#### WORK REQUEST
Reproduce the data, keeping every word exactly as it is.

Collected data
═══

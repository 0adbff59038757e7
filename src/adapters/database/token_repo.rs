use crate::adapters::database::DbPool;
use crate::adapters::database::records::TokenInfoRecord;
use crate::domain::token::{TokenRecord, TokenUpdate};
use crate::error::{AuthError, Result};
use crate::services::stores::TokenStore;
use async_trait::async_trait;

#[derive(Clone, Debug)]
pub struct PgTokenStore {
    pool: DbPool,
}

impl PgTokenStore {
    #[must_use]
    pub const fn new(pool: DbPool) -> Self {
        Self { pool }
    }
}

#[async_trait]
impl TokenStore for PgTokenStore {
    #[tracing::instrument(level = "debug", skip(self), err)]
    async fn get(&self, user_id: &str) -> Result<Option<TokenRecord>> {
        let record = sqlx::query_as::<_, TokenInfoRecord>(
            r"
            SELECT user_id, access_token, refresh_token, token_type, expires_in,
                   issued_at, expires_at, refresh_issued_at, refresh_expires_at
            FROM token_infos
            WHERE user_id = $1
            ",
        )
        .bind(user_id)
        .fetch_optional(&self.pool)
        .await?;

        Ok(record.map(Into::into))
    }

    #[tracing::instrument(level = "debug", skip(self, record), fields(user_id = %record.user_id), err)]
    async fn upsert(&self, record: &TokenRecord) -> Result<()> {
        sqlx::query(
            r"
            INSERT INTO token_infos (
                user_id, access_token, refresh_token, token_type, expires_in,
                issued_at, expires_at, refresh_issued_at, refresh_expires_at
            )
            VALUES ($1, $2, $3, $4, $5, $6, $7, $8, $9)
            ON CONFLICT (user_id) DO UPDATE SET
                access_token = EXCLUDED.access_token,
                refresh_token = EXCLUDED.refresh_token,
                token_type = EXCLUDED.token_type,
                expires_in = EXCLUDED.expires_in,
                issued_at = EXCLUDED.issued_at,
                expires_at = EXCLUDED.expires_at,
                refresh_issued_at = EXCLUDED.refresh_issued_at,
                refresh_expires_at = EXCLUDED.refresh_expires_at,
                updated_at = NOW()
            ",
        )
        .bind(&record.user_id)
        .bind(&record.access_token)
        .bind(&record.refresh_token)
        .bind(&record.token_type)
        .bind(record.expires_in)
        .bind(record.issued_at)
        .bind(record.expires_at)
        .bind(record.refresh_issued_at)
        .bind(record.refresh_expires_at)
        .execute(&self.pool)
        .await?;

        Ok(())
    }

    #[tracing::instrument(level = "debug", skip(self, update), err)]
    async fn update_fields(&self, user_id: &str, update: &TokenUpdate) -> Result<()> {
        let result = sqlx::query(
            r"
            UPDATE token_infos SET
                access_token = COALESCE($2, access_token),
                refresh_token = COALESCE($3, refresh_token),
                token_type = COALESCE($4, token_type),
                expires_in = COALESCE($5, expires_in),
                issued_at = COALESCE($6, issued_at),
                expires_at = COALESCE($7, expires_at),
                refresh_issued_at = COALESCE($8, refresh_issued_at),
                refresh_expires_at = COALESCE($9, refresh_expires_at),
                updated_at = NOW()
            WHERE user_id = $1
            ",
        )
        .bind(user_id)
        .bind(update.access_token.as_deref())
        .bind(update.refresh_token.as_deref())
        .bind(update.token_type.as_deref())
        .bind(update.expires_in)
        .bind(update.issued_at)
        .bind(update.expires_at)
        .bind(update.refresh_issued_at)
        .bind(update.refresh_expires_at)
        .execute(&self.pool)
        .await?;

        if result.rows_affected() == 0 {
            return Err(AuthError::NoTokenFound.into());
        }
        Ok(())
    }

    async fn health_check(&self) -> Result<()> {
        sqlx::query("SELECT 1").execute(&self.pool).await?;
        Ok(())
    }
}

═══

#### WRITTEN ANSWER
repository 0adbff59038757e7
filename src/adapters/database/token_repo.rs
use crate::adapters::database::DbPool;
use crate::adapters::database::records::TokenInfoRecord;
use crate::domain::token::{TokenRecord, TokenUpdate};
use crate::error::{AuthError, Result};
use crate::services::stores::TokenStore;
use async_trait::async_trait;

#[derive(Clone, Debug)]
pub struct PgTokenStore {
    pool: DbPool,
}

impl PgTokenStore {
    #[must_use]
    pub const fn new(pool: DbPool) -> Self {
        Self { pool }
    }
}

#[async_trait]
impl TokenStore for PgTokenStore {
    #[tracing::instrument(level = "debug", skip(self), err)]
    async fn get(&self, user_id: &str) -> Result<Option<TokenRecord>> {
        let record = sqlx::query_as::<_, TokenInfoRecord>(
            r"
            SELECT user_id, access_token, refresh_token, token_type, expires_in,
                   issued_at, expires_at, refresh_issued_at, refresh_expires_at
            FROM token_infos
            WHERE user_id = $1
            ",
        )
        .bind(user_id)
        .fetch_optional(&self.pool)
        .await?;

        Ok(record.map(Into::into))
    }

    #[tracing::instrument(level = "debug", skip(self, record), fields(user_id = %record.user_id), err)]
    async fn upsert(&self, record: &TokenRecord) -> Result<()> {
        sqlx::query(
            r"
            INSERT INTO token_infos (
                user_id, access_token, refresh_token, token_type, expires_in,
                issued_at, expires_at, refresh_issued_at, refresh_expires_at
            )
            VALUES ($1, $2, $3, $4, $5, $6, $7, $8, $9)
            ON CONFLICT (user_id) DO UPDATE SET
                access_token = EXCLUDED.access_token,
                refresh_token = EXCLUDED.refresh_token,
                token_type = EXCLUDED.token_type,
                expires_in = EXCLUDED.expires_in,
                issued_at = EXCLUDED.issued_at,
                expires_at = EXCLUDED.expires_at,
                refresh_issued_at = EXCLUDED.refresh_issued_at,
                refresh_expires_at = EXCLUDED.refresh_expires_at,
                updated_at = NOW()
            ",
        )
        .bind(&record.user_id)
        .bind(&record.access_token)
        .bind(&record.refresh_token)
        .bind(&record.token_type)
        .bind(record.expires_in)
        .bind(record.issued_at)
        .bind(record.expires_at)
        .bind(record.refresh_issued_at)
        .bind(record.refresh_expires_at)
        .execute(&self.pool)
        .await?;

        Ok(())
    }

    #[tracing::instrument(level = "debug", skip(self, update), err)]
    async fn update_fields(&self, user_id: &str, update: &TokenUpdate) -> Result<()> {
        let result = sqlx::query(
            r"
            UPDATE token_infos SET
                access_token = COALESCE($2, access_token),
                refresh_token = COALESCE($3, refresh_token),
                token_type = COALESCE($4, token_type),
                expires_in = COALESCE($5, expires_in),
                issued_at = COALESCE($6, issued_at),
                expires_at = COALESCE($7, expires_at),
                refresh_issued_at = COALESCE($8, refresh_issued_at),
                refresh_expires_at = COALESCE($9, refresh_expires_at),
                updated_at = NOW()
            WHERE user_id = $1
            ",
        )
        .bind(user_id)
        .bind(update.access_token.as_deref())
        .bind(update.refresh_token.as_deref())
        .bind(update.token_type.as_deref())
        .bind(update.expires_in)
        .bind(update.issued_at)
        .bind(update.expires_at)
        .bind(update.refresh_issued_at)
        .bind(update.refresh_expires_at)
        .execute(&self.pool)
        .await?;

        if result.rows_affected() == 0 {
            return Err(AuthError::NoTokenFound.into());
        }
        Ok(())
    }

    async fn health_check(&self) -> Result<()> {
        sqlx::query("SELECT 1").execute(&self.pool).await?;
        Ok(())
    }
}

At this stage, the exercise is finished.